Чинариков поспешил к телефону и начал звонить в жилищно–экс- плуатационную контору, в «скорую помощь» и участковому инспектору Рыбкину, с которым он был знаком. Прочие жильцы начали расходиться по своим комнатам, косясь на дверь Александры Сергеевны, точно это уже было решено, что за ней совершилась смерть. На кухне задержались только Митя Началов и Любовь Голова.
Митя спросил:
— Ну что, кума, страшно тебе небось?
— Не–а, — сказала Люба.
— Бесчувственная ты; вот я мужской пол, а и то мне что–то не по себе.
— Ты мне, Митька, лучше вот что скажи: телефонный звонок имеет к этому отношение?
Ась?
— У тебя что, бананы в ушах? Я говорю, телефонный звонок имеет к этому отношение?
— Не–а, — ответил Митя и засмеялся. — Вот Фондервякин сегодня с утра был пьян как сапожник — вот это да…
Без четверти пять в прихожей раздался звонок, и из всех дверей повысовывались жильцы. Явился участковый инспектор Рыбкин, мужчина видный и моложавый, которому наверняка в очереди говорили «молодой человек», а отнюдь не «мужчина», как это у нас повелось из–за деградации обращений; из примечательных черт участкового Рыбкина нужно отметить небольшие пушистые усики, местами достигавшие нижней губы, то обстоятельство, что фуражку он постоянно носил несколько на затылке, и смиренно–усталое выражение глаз, которые, впрочем, временами смотрели и как стволы.
— Ну, что тут у вас стряслось? — спросил Рыбкин, сложив руки на животе.
— Да жиличка одна исчезла, — сказал Чинариков. — Пумпянская Александра Сергеевна- Вчера еще была здесь, а сегодня как корова ее языком слизнула!
— Ага! — молвил Рыбкин и пошел по коридору в сторону кухни.
В то время как он осматривал дверь в комнату Пумпянской, щупал
дверную ручку, заглядывал в замочную скважину, Фондервякин поведал ему о том, что старушка была одинока, в последний раз уезжала к родственникам на Арбат в сорок восьмом году и никогда не отлучалась из дома более чем на час. Затем, из желания прислужиться, он даже приналег на левую створку двери, чтобы показать, что это дверь старинная, фундаментальная, как ворота.
В эту минуту в прихожей позвонили опять: на этот раз явились техник–смотритель из жилищно–эксплуатационной конторы, разбитная девочка по фамилии Вострякова, и один из мрачных жэковских слесарей.
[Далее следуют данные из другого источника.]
//! # Error Types
//!
//! Error handling for the CP command protocol.
//!
//! This module defines every failure condition the protocol core can surface,
//! from wire-level decode rejects to client-side retry exhaustion.
//!
//! ## Error Categories
//! - **Decode Errors**: malformed envelopes, unknown variants, checksum or
//!   field validation failures ([`DecodeError`])
//! - **Protocol Errors**: sequencing violations, retry exhaustion, rejected
//!   commands
//! - **Transport Errors**: I/O failures and receive timeouts
//!
//! Decode failures are always recoverable: a server discards the offending
//! datagram and keeps servicing its loop, a client consumes one retry attempt.
//! A receive timeout ([`CpError::Timeout`]) is deliberately distinct from
//! other I/O failures so the retry loops can tell them apart.

use std::io;
use thiserror::Error;

/// Reply and rejection text constants shared across roles.
/// Static strings are borrowed, avoiding allocations on common paths.
pub mod constants {
    /// Cookie Store rejection reason when all address slots are taken.
    pub const ERR_SERVER_FULL: &str = "server full";

    /// Command Server reply text for a verified, accepted command.
    pub const MSG_COMMAND_EXECUTED: &str = "command executed";

    /// Command Server reply text when cookie verification fails.
    pub const ERR_BAD_COOKIE: &str = "invalid or expired cookie";

    /// Client-side display text when a successful response carries no payload.
    pub const MSG_SUCCESS: &str = "ok";
}

/// Failures raised while decoding a datagram into a [`Message`].
///
/// Validation is staged: the envelope is checked first, then the variant
/// header, then the trailing checksum, and only then the individual fields.
/// The stage that failed is visible in the variant.
///
/// [`Message`]: crate::core::message::Message
#[derive(Error, Debug, Clone, PartialEq, Eq)]
pub enum DecodeError {
    #[error("missing or malformed protocol envelope")]
    MalformedEnvelope,

    #[error("unknown message variant: {0}")]
    UnknownVariant(String),

    #[error("checksum mismatch: declared {declared}, computed {computed}")]
    ChecksumMismatch { declared: u32, computed: u32 },

    #[error("malformed fields: {0}")]
    MalformedFields(String),
}

/// Primary error type for all protocol operations.
#[derive(Error, Debug)]
pub enum CpError {
    #[error(transparent)]
    Decode(#[from] DecodeError),

    /// A free-text field contains whitespace the wire format cannot carry
    /// (runs of spaces, tabs/newlines, or leading/trailing spaces).
    #[error("free-text field cannot be encoded: {0}")]
    UnencodableText(String),

    /// `receive` was called without a prior `send`.
    #[error("receive called without a prior send")]
    ProtocolSequence,

    /// The command server did not produce a usable response within the
    /// attempt budget.
    #[error("server timeout after {attempts} attempts")]
    ServerTimeout { attempts: u32 },

    /// The cookie server rejected the request or never answered.
    #[error("cookie acquisition failed: {0}")]
    CookieAcquisitionFailed(String),

    /// The command server explicitly answered `success=false`.
    #[error("command rejected: {0}")]
    CommandRejected(String),

    /// A timed receive elapsed without a datagram arriving.
    #[error("receive timed out")]
    Timeout,

    #[error("transport error: {0}")]
    Transport(String),

    #[error("I/O error: {0}")]
    Io(#[from] io::Error),

    #[error("configuration error: {0}")]
    Config(String),
}

impl CpError {
    /// Whether this error represents a timed-out receive, as opposed to a
    /// hard transport failure. Retry loops branch on this.
    pub fn is_timeout(&self) -> bool {
        matches!(self, CpError::Timeout)
    }
}

/// Type alias for Results using CpError
pub type Result<T> = std::result::Result<T, CpError>;
//! # Role Engines
//!
//! One engine per protocol role, each owning its own state and driving a
//! single logical thread of control:
//!
//! - [`client::CpClient`]: cookie acquisition, command dispatch, correlated
//!   receive with bounded retry
//! - [`cookie_server::CookieServer`]: cookie issuance and verification,
//!   backed by [`cookie_store::CookieStore`]
//! - [`command_server::CommandServer`]: command intake, the verification
//!   round trip with the cookie server, and the client-facing reply, backed
//!   by [`pending::PendingStore`]
//!
//! Servers expose a one-datagram `poll()` plus a `run()` loop; the stores are
//! owned exclusively by their engine, so no locking is needed.

use std::time::Duration;

pub mod client;
pub mod command_server;
pub mod cookie_server;
pub mod cookie_store;
pub mod pending;

/// Attempt budget for the client's receive and cookie-acquisition loops.
pub const MAX_ATTEMPTS: u32 = 3;

/// Fixed per-attempt receive timeout for the client loops.
pub const ATTEMPT_TIMEOUT: Duration = Duration::from_millis(2000);

/// Lifetime of an issued cookie; older entries are treated as absent.
pub const COOKIE_TTL: Duration = Duration::from_millis(60_000);

/// Maximum number of distinct client addresses the cookie store tracks.
pub const COOKIE_STORE_CAPACITY: usize = 20;

/// Maximum number of commands awaiting cookie verification before the oldest
/// entry is evicted.
pub const PENDING_CAPACITY: usize = 64;
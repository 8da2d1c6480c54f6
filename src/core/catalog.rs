use std::collections::BTreeSet;

use futures_util::future::try_join_all;
use tracing::{debug, info, warn};

use crate::core::error::UpdaterResult;
use crate::core::maven::{MetadataFetcher, SnapshotSubversion};
use crate::core::version::Version;

/// Every version known across the release and snapshot channels.
///
/// Built in one go by [`VersionResolver::build_catalog`] and never mutated
/// afterwards; a refresh produces a new catalog.
#[derive(Debug, Clone, Default, PartialEq, Eq)]
pub struct VersionCatalog {
    pub latest_release: Option<Version>,
    pub latest_snapshot: Option<Version>,
    pub all_releases: BTreeSet<Version>,
    /// Concrete timestamped builds, never `-SNAPSHOT` placeholders.
    pub all_snapshots: BTreeSet<Version>,
}

impl VersionCatalog {
    pub fn is_release(&self, version: &Version) -> bool {
        self.all_releases.contains(version)
    }

    pub fn contains(&self, version: &Version) -> bool {
        self.is_release(version) || self.all_snapshots.contains(version)
    }

    /// Releases and snapshots merged, newest first.
    pub fn versions_newest_first(&self) -> Vec<&Version> {
        let mut all: Vec<&Version> = self
            .all_releases
            .iter()
            .chain(self.all_snapshots.iter())
            .collect();
        all.sort_by(|a, b| b.cmp(a));
        all.dedup();
        all
    }
}

/// The version to make active after a catalog load.
///
/// With `auto_update` set, follows the newest release, or the newest
/// snapshot when `enable_snapshots` is also set. Otherwise `current` is kept.
pub fn select_version(
    catalog: &VersionCatalog,
    enable_snapshots: bool,
    auto_update: bool,
    current: Option<&Version>,
) -> Option<Version> {
    if !auto_update {
        return current.cloned();
    }
    if enable_snapshots {
        catalog.latest_snapshot.clone()
    } else {
        catalog.latest_release.clone()
    }
}

/// Combines both channels into a [`VersionCatalog`].
#[derive(Clone)]
pub struct VersionResolver {
    fetcher: MetadataFetcher,
}

impl VersionResolver {
    pub fn new(fetcher: MetadataFetcher) -> Self {
        Self { fetcher }
    }

    /// One channel fetch per base URL, then one subversion fetch per snapshot
    /// base version. Any failure fails the whole build.
    pub async fn build_catalog(
        &self,
        release_base_url: &str,
        snapshot_base_url: &str,
    ) -> UpdaterResult<VersionCatalog> {
        let (releases, snapshots) = tokio::try_join!(
            self.fetcher.fetch_channel_metadata(release_base_url),
            self.fetcher.fetch_channel_metadata(snapshot_base_url),
        )?;

        let mut bases = snapshots.all.clone();
        if let Some(latest) = &snapshots.latest {
            bases.insert(latest.clone());
        }

        let resolved = try_join_all(bases.iter().map(|base| async move {
            let sub = self
                .fetcher
                .fetch_snapshot_subversion(snapshot_base_url, base)
                .await?;
            UpdaterResult::Ok((base, sub))
        }))
        .await?;

        let mut all_snapshots = BTreeSet::new();
        let mut latest_snapshot = None;
        for (base, sub) in resolved {
            if snapshots.latest.as_ref() == Some(base) {
                latest_snapshot = resolve_label(base, &sub);
            }
            all_snapshots.extend(sub.artifact_values.iter().filter_map(|value| {
                let parsed = Version::parse(value);
                if parsed.is_none() {
                    warn!("Dropping unparsable snapshot build '{}' of {}", value, base);
                }
                parsed
            }));
        }

        let catalog = VersionCatalog {
            latest_release: releases.latest,
            latest_snapshot,
            all_releases: releases.all,
            all_snapshots,
        };

        info!(
            "Loaded version catalog: {} releases (latest {:?}), {} snapshot builds (latest {:?})",
            catalog.all_releases.len(),
            catalog.latest_release.as_ref().map(Version::as_str),
            catalog.all_snapshots.len(),
            catalog.latest_snapshot.as_ref().map(Version::as_str),
        );
        Ok(catalog)
    }
}

fn resolve_label(base: &Version, sub: &SnapshotSubversion) -> Option<Version> {
    let resolved = Version::parse(&sub.resolved_label);
    if resolved.is_none() {
        warn!(
            "Snapshot {} resolved to unparsable build '{}'",
            base, sub.resolved_label
        );
    } else {
        debug!("Snapshot {} resolves to {}", base, sub.resolved_label);
    }
    resolved
}
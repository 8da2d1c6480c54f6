#![allow(dead_code)]

use std::collections::{HashMap, HashSet};
use std::path::{Path, PathBuf};
use std::sync::atomic::{AtomicUsize, Ordering};
use std::sync::{Arc, Mutex};
use std::time::Duration;

use async_trait::async_trait;
use tokio::sync::{mpsc, Notify, Semaphore};

use quiltflower_updater::{
    ArtifactCache, DownloadCoordinator, HttpResponse, MetadataFetcher, Settings, SettingsStore,
    Transport, TransportError, UpdateObserver, UpdaterError, UpdaterResult, Version,
    VersionCatalog, VersionResolver,
};

pub const RELEASE: &str = "https://maven.test/release/org/quiltmc/quiltflower/";
pub const SNAPSHOT: &str = "https://maven.test/snapshot/org/quiltmc/quiltflower/";

pub fn v(text: &str) -> Version {
    Version::parse(text).unwrap()
}

pub fn channel_xml(latest: &str, versions: &[&str]) -> String {
    let versions: String = versions
        .iter()
        .map(|v| format!("<version>{v}</version>"))
        .collect();
    format!(
        "<?xml version=\"1.0\" encoding=\"UTF-8\"?>\
         <metadata><groupId>org.quiltmc</groupId><artifactId>quiltflower</artifactId>\
         <versioning><latest>{latest}</latest><versions>{versions}</versions>\
         <lastUpdated>20240101120000</lastUpdated></versioning></metadata>"
    )
}

pub fn snapshot_xml(timestamp: &str, build: &str, values: &[&str]) -> String {
    let entries: String = values
        .iter()
        .map(|value| {
            format!(
                "<snapshotVersion><classifier>sources</classifier><extension>jar</extension>\
                 <value>{value}</value></snapshotVersion>\
                 <snapshotVersion><extension>jar</extension><value>{value}</value></snapshotVersion>\
                 <snapshotVersion><extension>pom</extension><value>{value}</value></snapshotVersion>"
            )
        })
        .collect();
    format!(
        "<metadata modelVersion=\"1.1.0\"><versioning>\
         <snapshot><timestamp>{timestamp}</timestamp><buildNumber>{build}</buildNumber></snapshot>\
         <snapshotVersions>{entries}</snapshotVersions></versioning></metadata>"
    )
}

#[derive(Clone)]
struct Resource {
    status: u16,
    body: Vec<u8>,
    etag: Option<String>,
}

/// In-memory Maven repository.
///
/// Unknown URLs answer 404, URLs marked with `fail` fail at the transport
/// level. Jar requests can be held open with `hold_jars` until permits are
/// released.
#[derive(Default)]
pub struct MockRepo {
    resources: Mutex<HashMap<String, Resource>>,
    failing: Mutex<HashSet<String>>,
    requests: Mutex<Vec<(String, Option<String>)>>,
    body_transfers: AtomicUsize,
    jar_in_flight: AtomicUsize,
    jar_max_in_flight: AtomicUsize,
    jar_gate: Mutex<Option<Arc<Semaphore>>>,
    pub jar_requested: Notify,
}

impl MockRepo {
    pub fn new() -> Arc<Self> {
        Arc::new(Self::default())
    }

    /// Release 1.0.0..1.2.0 plus snapshot 1.3-SNAPSHOT resolving to
    /// 1.3-20240101.120000-5, with jars for 1.2.0 and the snapshot build.
    pub fn standard() -> Arc<Self> {
        let repo = Self::new();
        repo.serve(
            &format!("{RELEASE}maven-metadata.xml"),
            channel_xml("1.2.0", &["1.0.0", "1.1.0", "1.2.0"]),
        );
        repo.serve(
            &format!("{SNAPSHOT}maven-metadata.xml"),
            channel_xml("1.3-SNAPSHOT", &["1.3-SNAPSHOT"]),
        );
        repo.serve(
            &format!("{SNAPSHOT}1.3-SNAPSHOT/maven-metadata.xml"),
            snapshot_xml("20240101.120000", "5", &["1.3-20240101.120000-5"]),
        );
        repo.serve_jar(&release_jar("1.1.0"), b"jar 1.1.0", Some("\"etag-110\""));
        repo.serve_jar(&release_jar("1.2.0"), b"jar 1.2.0", Some("\"etag-120\""));
        repo.serve_jar(
            &format!("{SNAPSHOT}1.3-SNAPSHOT/quiltflower-1.3-20240101.120000-5.jar"),
            b"jar snapshot",
            Some("\"etag-snap\""),
        );
        repo
    }

    pub fn serve(&self, url: &str, body: impl Into<Vec<u8>>) {
        self.insert(url, 200, body.into(), None);
    }

    pub fn serve_jar(&self, url: &str, body: &[u8], etag: Option<&str>) {
        self.insert(url, 200, body.to_vec(), etag.map(str::to_owned));
    }

    pub fn serve_status(&self, url: &str, status: u16) {
        self.insert(url, status, Vec::new(), None);
    }

    pub fn fail(&self, url: &str) {
        self.failing.lock().unwrap().insert(url.to_string());
    }

    fn insert(&self, url: &str, status: u16, body: Vec<u8>, etag: Option<String>) {
        self.resources
            .lock()
            .unwrap()
            .insert(url.to_string(), Resource { status, body, etag });
    }

    /// Park every jar request until `release_jars` hands out permits.
    pub fn hold_jars(&self) {
        *self.jar_gate.lock().unwrap() = Some(Arc::new(Semaphore::new(0)));
    }

    pub fn release_jars(&self, count: usize) {
        if let Some(gate) = self.jar_gate.lock().unwrap().as_ref() {
            gate.add_permits(count);
        }
    }

    pub fn body_transfers(&self) -> usize {
        self.body_transfers.load(Ordering::SeqCst)
    }

    pub fn jar_max_in_flight(&self) -> usize {
        self.jar_max_in_flight.load(Ordering::SeqCst)
    }

    pub fn requests(&self) -> Vec<(String, Option<String>)> {
        self.requests.lock().unwrap().clone()
    }

    pub fn jar_requests(&self) -> Vec<(String, Option<String>)> {
        self.requests()
            .into_iter()
            .filter(|(url, _)| url.ends_with(".jar"))
            .collect()
    }

    async fn respond(&self, url: &str, if_none_match: Option<&str>) -> Result<HttpResponse, TransportError> {
        if url.ends_with(".jar") {
            let now = self.jar_in_flight.fetch_add(1, Ordering::SeqCst) + 1;
            self.jar_max_in_flight.fetch_max(now, Ordering::SeqCst);
            self.jar_requested.notify_one();

            let gate = self.jar_gate.lock().unwrap().clone();
            if let Some(gate) = gate {
                if let Ok(permit) = gate.acquire().await {
                    permit.forget();
                }
            }
        }

        if self.failing.lock().unwrap().contains(url) {
            return Err(TransportError {
                url: url.to_string(),
                message: "connection refused".to_string(),
            });
        }

        let resource = self.resources.lock().unwrap().get(url).cloned();
        let Some(resource) = resource else {
            return Ok(HttpResponse {
                status: 404,
                ..Default::default()
            });
        };

        if resource.status == 200
            && if_none_match.is_some()
            && if_none_match == resource.etag.as_deref()
        {
            return Ok(HttpResponse {
                status: 304,
                etag: resource.etag,
                body: Vec::new(),
            });
        }

        if resource.status == 200 {
            self.body_transfers.fetch_add(1, Ordering::SeqCst);
        }
        Ok(HttpResponse {
            status: resource.status,
            etag: resource.etag,
            body: resource.body,
        })
    }
}

pub fn release_jar(version: &str) -> String {
    format!("{RELEASE}{version}/quiltflower-{version}.jar")
}

#[async_trait]
impl Transport for MockRepo {
    async fn get(
        &self,
        url: &str,
        if_none_match: Option<&str>,
    ) -> Result<HttpResponse, TransportError> {
        self.requests
            .lock()
            .unwrap()
            .push((url.to_string(), if_none_match.map(str::to_owned)));
        let result = self.respond(url, if_none_match).await;
        if url.ends_with(".jar") {
            self.jar_in_flight.fetch_sub(1, Ordering::SeqCst);
        }
        result
    }
}

/// Settings kept in memory; records every selection the coordinator saves.
pub struct MemoryStore {
    settings: Mutex<Settings>,
    pub saved: Mutex<Vec<Option<Version>>>,
}

impl MemoryStore {
    pub fn new(settings: Settings) -> Arc<Self> {
        Arc::new(Self {
            settings: Mutex::new(settings),
            saved: Mutex::new(Vec::new()),
        })
    }
}

impl SettingsStore for MemoryStore {
    fn load(&self) -> Settings {
        self.settings.lock().unwrap().clone()
    }

    fn save_selected_version(&self, version: Option<&Version>) -> UpdaterResult<()> {
        self.settings.lock().unwrap().selected_version = version.cloned();
        self.saved.lock().unwrap().push(version.cloned());
        Ok(())
    }
}

pub fn test_settings() -> Settings {
    Settings {
        release_base_url: RELEASE.to_string(),
        snapshot_base_url: SNAPSHOT.to_string(),
        ..Settings::default()
    }
}

#[derive(Debug)]
pub enum Event {
    Loaded(VersionCatalog),
    Success(PathBuf),
    Failure { concurrent: bool, message: String },
    Error(String),
}

pub struct RecordingObserver {
    tx: mpsc::UnboundedSender<Event>,
}

impl RecordingObserver {
    pub fn new() -> (Arc<Self>, mpsc::UnboundedReceiver<Event>) {
        let (tx, rx) = mpsc::unbounded_channel();
        (Arc::new(Self { tx }), rx)
    }
}

impl UpdateObserver for RecordingObserver {
    fn on_versions_loaded(&self, catalog: &VersionCatalog) {
        let _ = self.tx.send(Event::Loaded(catalog.clone()));
    }

    fn on_download_success(&self, path: &Path) {
        let _ = self.tx.send(Event::Success(path.to_path_buf()));
    }

    fn on_download_failure(&self, error: &UpdaterError) {
        let _ = self.tx.send(Event::Failure {
            concurrent: matches!(error, UpdaterError::ConcurrentDownload { .. }),
            message: error.to_string(),
        });
    }

    fn on_error(&self, error: &UpdaterError) {
        let _ = self.tx.send(Event::Error(error.to_string()));
    }
}

pub fn resolver(repo: &Arc<MockRepo>) -> VersionResolver {
    VersionResolver::new(MetadataFetcher::new(repo.clone()))
}

pub fn coordinator(
    repo: &Arc<MockRepo>,
    jars: &Path,
    store: Arc<MemoryStore>,
    observer: Arc<RecordingObserver>,
) -> DownloadCoordinator {
    let cache = ArtifactCache::new(jars, repo.clone());
    DownloadCoordinator::new(resolver(repo), cache, store, observer)
}

/// Next observer event, failing the test instead of hanging.
pub async fn next_event(rx: &mut mpsc::UnboundedReceiver<Event>) -> Event {
    tokio::time::timeout(Duration::from_secs(5), rx.recv())
        .await
        .expect("timed out waiting for coordinator event")
        .expect("observer channel closed")
}

/// Assert no further event arrives within a short window.
pub async fn assert_quiet(rx: &mut mpsc::UnboundedReceiver<Event>) {
    let extra = tokio::time::timeout(Duration::from_millis(200), rx.recv()).await;
    assert!(extra.is_err(), "unexpected event: {:?}", extra);
}

pub fn jar_name(path: &Path) -> String {
    path.file_name().unwrap().to_string_lossy().into_owned()
}

pub fn jars_dir(root: &Path) -> PathBuf {
    root.join("quiltflower").join("jars")
}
— Будем ломать? — спросила Вострякова у инспектора Рыбкина, на что инспектор как–то печально кивнул, Но кивнул не сразу, а после того, как он снял с головы фуражку, протер внутренность тульи носовым платком и снова нацепил ее на затылок.
Мрачный слесарь приступил к двери с невероятно богатым набором ключей, среди которых проглядывали и отмычки, но подобрать ничего не смог и поэтому вынужден был прибегнуть к посредству фомки. Рыбкин смотрел на слесаря… во всяком случае, не по–братски.
Наконец дверь издала неприятный треск и отворилась, обнажив темный–темный прямоугольник, пахнувший тяжелым духом. Присутствовавшие при вскрытии комнаты, а именно вся двенадцатая квартира, несколько отшатнулись, а Рыбкин, сказав: «Попрошу никого не входить», машинально тронул пальцами кобуру и ступил за порог, как в пропасть. Секунду о нем не было никаких вестей, но потом вспыхнул свет, и двенадцатая квартира прильнула к двери.